Lee Tae-Hoon, Kwon Hong-Beom, Song Woo-Young, Lee Seung-Soo, Kim Yong-Jun
School of Mechanical Engineering, Yonsei University, 50 Yonsei-ro, Seodaemun-gu, Seoul 03722, Republic of Korea.
Lab Chip. 2021 Apr 20;21(8):1503-1516. doi: 10.1039/d0lc01240h.
Growing concerns related to the adverse health effects of airborne ultrafine particles (UFPs; particles smaller than 300 nm) have highlighted the need for field-portable, cost-efficient, real-time UFP dosimeters to monitor individual exposure. These dosimeters must measure both the particle density and size distribution as these parameters are essential to the determination of where and how many UFPs will be deposited in human lungs. However, though various kinds of laboratory-grade instruments and hand-held monitors have been developed, they are expensive and only capable of measuring particle size distribution. A microfluidic UFP dosimeter is proposed in this study to address these limitations. The proposed sensor, based on an electrical detection method with a machine-learning-aided algorithm, can simultaneously measure the size distribution (number concentration, mean mobility diameter, geometric standard deviation) and particle density, and is compact owing to the microelectromechanical systems (MEMS) technology. In a comparison test using physically synthesised Ag and di-ethyl-hexyl sebacate (DEHS) aerosols, the mean measurement errors of the proposed sensor compared to the reference system were 6.1%, 4.5%, and 7.3% for number concentration, mean mobility diameter, and particle density, respectively. Moreover, when the machine-learning aided algorithm was operated, the geometric standard deviation could be deduced with a 7.6% difference. These results indicate that the proposed device can be successfully used as a field-portable UFP sensor to assess individual exposure, an on-site monitor for ambient air pollution, an analysis tool in toxicological studies of inhaled particles, for quality assurance of nanomaterials engineered via aerosol synthesis, etc.
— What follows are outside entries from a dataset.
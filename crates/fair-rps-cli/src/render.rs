//! Text rendering for the terminal.

use fair_rps_core::{MoveSet, OutcomeTable, RoundAbandoned, RoundResult, SelectionError};

/// Prompt token that prints the outcome table
pub const HELP_TOKEN: &str = "?";

/// Numbered move list with the exit and help entries
pub fn legend(moves: &MoveSet) -> String {
    let mut out = String::from("Available moves:\n");
    for (i, name) in moves.names().iter().enumerate() {
        out.push_str(&format!("{} - {}\n", i + 1, name));
    }
    out.push_str("0 - Exit\n");
    out.push_str(&format!("{} - Help\n", HELP_TOKEN));
    out
}

/// Outcome table with a header row and column of move names.
///
/// Cells read as the result for the row's move played against the column's.
pub fn table(table: &OutcomeTable) -> String {
    let names = table.move_set().names();
    let width = names
        .iter()
        .map(|n| n.chars().count())
        .chain(["Draw".len(), "v User / PC >".len()])
        .max()
        .unwrap_or(0);

    let mut rows: Vec<Vec<String>> = Vec::with_capacity(table.len() + 1);
    let mut header = vec!["v User / PC >".to_string()];
    header.extend(names.iter().cloned());
    rows.push(header);
    for (name, cells) in table.rows() {
        let mut row = vec![name.to_string()];
        row.extend(cells.iter().map(|c| c.to_string()));
        rows.push(row);
    }

    rows.iter()
        .map(|row| {
            row.iter()
                .map(|cell| format!("{:<width$}", cell, width = width))
                .collect::<Vec<_>>()
                .join(" | ")
                .trim_end()
                .to_string()
        })
        .collect::<Vec<_>>()
        .join("\n")
}

/// Result lines shown after the reveal
pub fn result(result: &RoundResult) -> String {
    format!(
        "Your move: {}\nComputer move: {}\nResult: {}\nKey: {}",
        result.player_move(),
        result.computer_move(),
        result.outcome(),
        result.secret().to_hex()
    )
}

/// Message for a round that ended without a reveal
pub fn abandoned(abandoned: &RoundAbandoned) -> String {
    match abandoned.reason() {
        SelectionError::Exit => "Exiting without a reveal.".to_string(),
        SelectionError::Malformed { .. } => {
            format!("Invalid move: {}. The round is abandoned.", abandoned.reason())
        }
    }
}

#[cfg(test)]
mod tests {
    use super::*;
    use fair_rps_core::{GameSession, RoundEnd, ScriptedCrypto};

    fn classic() -> MoveSet {
        MoveSet::new(["Rock", "Paper", "Scissors"]).unwrap()
    }

    #[test]
    fn test_legend() {
        assert_eq!(
            legend(&classic()),
            "Available moves:\n1 - Rock\n2 - Paper\n3 - Scissors\n0 - Exit\n? - Help\n"
        );
    }

    #[test]
    fn test_table_layout() {
        let rendered = table(&OutcomeTable::build(&classic()));
        let lines: Vec<&str> = rendered.lines().collect();

        assert_eq!(lines.len(), 4);
        assert!(lines[0].starts_with("v User / PC >"));
        assert!(lines[1].starts_with("Rock"));
        let cells: Vec<&str> = lines[1].split(" | ").map(str::trim).collect();
        assert_eq!(cells, ["Rock", "Draw", "Lose", "Win"]);
    }

    #[test]
    fn test_result_lines() {
        let round = GameSession::new(classic())
            .commit(&mut ScriptedCrypto::for_round([0xcd; 32], 2))
            .unwrap();
        let shown = match round.resolve("1").unwrap() {
            RoundEnd::Revealed(r) => result(&r),
            RoundEnd::Abandoned(a) => panic!("unexpected abandon: {:?}", a),
        };

        assert!(shown.contains("Your move: Rock"));
        assert!(shown.contains("Computer move: Scissors"));
        assert!(shown.contains("Result: Win"));
        assert!(shown.contains(&format!("Key: {}", "cd".repeat(32))));
    }

    #[test]
    fn test_abandoned_messages() {
        let round = GameSession::new(classic())
            .commit(&mut ScriptedCrypto::for_round([0; 32], 0))
            .unwrap();
        let shown = match round.resolve("9").unwrap() {
            RoundEnd::Abandoned(a) => abandoned(&a),
            RoundEnd::Revealed(r) => panic!("unexpected reveal: {:?}", r),
        };

        assert!(shown.starts_with("Invalid move"));
    }
}
//! Generalized rock-paper-scissors rule for any odd number of moves.

use super::moveset::{MoveIndex, MoveSet};
use serde::{Deserialize, Serialize};
use std::fmt;

/// Round outcome, always from the challenger's point of view
#[derive(Clone, Copy, Debug, PartialEq, Eq, Hash, Serialize, Deserialize)]
pub enum Outcome {
    Win,
    Lose,
    Draw,
}

impl Outcome {
    pub fn as_str(&self) -> &'static str {
        match self {
            Outcome::Win => "Win",
            Outcome::Lose => "Lose",
            Outcome::Draw => "Draw",
        }
    }

    /// Outcome seen from the other side of the same pairing
    pub fn inverse(&self) -> Outcome {
        match self {
            Outcome::Win => Outcome::Lose,
            Outcome::Lose => Outcome::Win,
            Outcome::Draw => Outcome::Draw,
        }
    }
}

impl fmt::Display for Outcome {
    fn fmt(&self, f: &mut fmt::Formatter<'_>) -> fmt::Result {
        write!(f, "{}", self.as_str())
    }
}

/// Score `challenger` against `opponent`.
///
/// With `d = (opponent - challenger) mod N` and `half = N / 2`: equal indices
/// draw, `1 <= d <= half` loses (the opponent is one of the moves that follow
/// the challenger), and `half < d < N` wins.
pub fn evaluate(move_set: &MoveSet, challenger: MoveIndex, opponent: MoveIndex) -> Outcome {
    if challenger == opponent {
        Outcome::Draw
    } else if move_set.beats(challenger, opponent) {
        Outcome::Win
    } else {
        Outcome::Lose
    }
}

/// Same as [`evaluate`] but by move name; `None` if either name is unknown
pub fn evaluate_by_name(move_set: &MoveSet, challenger: &str, opponent: &str) -> Option<Outcome> {
    let challenger = move_set.index_of(challenger)?;
    let opponent = move_set.index_of(opponent)?;
    Some(evaluate(move_set, challenger, opponent))
}
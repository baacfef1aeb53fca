//! Interactive round: publish, prompt, reveal.

use crate::render::{self, HELP_TOKEN};
use anyhow::{Context, Result};
use fair_rps_core::protocol::EXIT_SENTINEL;
use fair_rps_core::{CryptoProvider, GameSession, MoveSet, OutcomeTable, RoundEnd};
use serde_json::json;
use std::io::{self, Write};
use tokio::io::{AsyncBufRead, AsyncBufReadExt};
use tracing::debug;

/// Where prompts and results go.
///
/// In JSON mode `out` carries only the two JSON documents (commitment, then
/// result) and everything meant for a human goes to `err`.
#[derive(Debug)]
pub struct Console<O, E> {
    out: O,
    err: E,
    json: bool,
}

impl<O: Write, E: Write> Console<O, E> {
    pub fn new(out: O, err: E, json: bool) -> Self {
        Self { out, err, json }
    }

    /// Text for the person at the terminal: legend, prompts, help table
    fn human(&mut self, text: &str) -> io::Result<()> {
        let sink: &mut dyn Write = if self.json { &mut self.err } else { &mut self.out };
        sink.write_all(text.as_bytes())?;
        sink.flush()
    }

    /// One line of the round record
    fn record(&mut self, line: &str) -> io::Result<()> {
        writeln!(self.out, "{}", line)?;
        self.out.flush()
    }
}

/// Play one round, reading the player's selection from `input`
pub async fn play_round<P, R, O, E>(
    moves: MoveSet,
    provider: &mut P,
    console: &mut Console<O, E>,
    input: R,
) -> Result<()>
where
    P: CryptoProvider + ?Sized,
    R: AsyncBufRead + Unpin,
    O: Write,
    E: Write,
{
    let round = GameSession::new(moves)
        .commit(provider)
        .context("could not start a round")?;

    if console.json {
        let published = json!({ "session_id": round.id(), "hmac": round.commitment() });
        console.record(&published.to_string())?;
    } else {
        console.record(&format!("HMAC: {}", round.commitment()))?;
    }

    console.human(&render::legend(round.move_set()))?;
    let table = OutcomeTable::build(round.move_set());

    let mut lines = input.lines();
    let selection = loop {
        console.human("Enter your move: ")?;
        match lines.next_line().await.context("failed to read player move")? {
            Some(line) if line.trim() == HELP_TOKEN => {
                console.human(&format!("{}\n", render::table(&table)))?;
            }
            Some(line) => break line,
            None => {
                debug!("stdin closed before a move was entered");
                break EXIT_SENTINEL.to_string();
            }
        }
    };

    match round.resolve(&selection)? {
        RoundEnd::Revealed(result) => {
            if console.json {
                console.record(&serde_json::to_string(&result)?)?;
            } else {
                console.record(&render::result(&result))?;
            }
        }
        RoundEnd::Abandoned(abandoned) => {
            if console.json {
                console.record(&serde_json::to_string(&abandoned)?)?;
            } else {
                console.record(&render::abandoned(&abandoned))?;
            }
        }
    }

    Ok(())
}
人们越来越关注空气中超细颗粒物(UFP,即直径小于300纳米的颗粒)对健康的不利影响,这凸显了需要一种便于携带、成本效益高的实时UFP剂量计来监测个人暴露情况。这些剂量计必须能够测量颗粒密度和粒径分布,因为这些参数对于确定UFP在人肺中的沉积位置和数量至关重要。然而,尽管已经开发出了各种实验室级仪器和手持式监测器,但它们价格昂贵,且只能测量粒径分布。本研究提出了一种微流控UFP剂量计来解决这些局限性。所提出的传感器基于一种带有机器学习辅助算法的电学检测方法,能够同时测量粒径分布(数量浓度、平均迁移直径、几何标准偏差)和颗粒密度,并且由于采用了微机电系统(MEMS)技术而体积小巧。在使用物理合成的银和癸二酸二乙酯(DEHS)气溶胶进行的对比测试中,与参考系统相比,所提出传感器在数量浓度、平均迁移直径和颗粒密度方面的平均测量误差分别为6.1%、4.5%和7.3%。此外,当运行机器学习辅助算法时,几何标准偏差的推导误差为7.6%。这些结果表明,所提出的设备可以成功用作现场便携式UFP传感器,用于评估个人暴露情况、作为环境空气污染的现场监测器、用于吸入颗粒毒理学研究的分析工具、用于气溶胶合成工程纳米材料的质量保证等。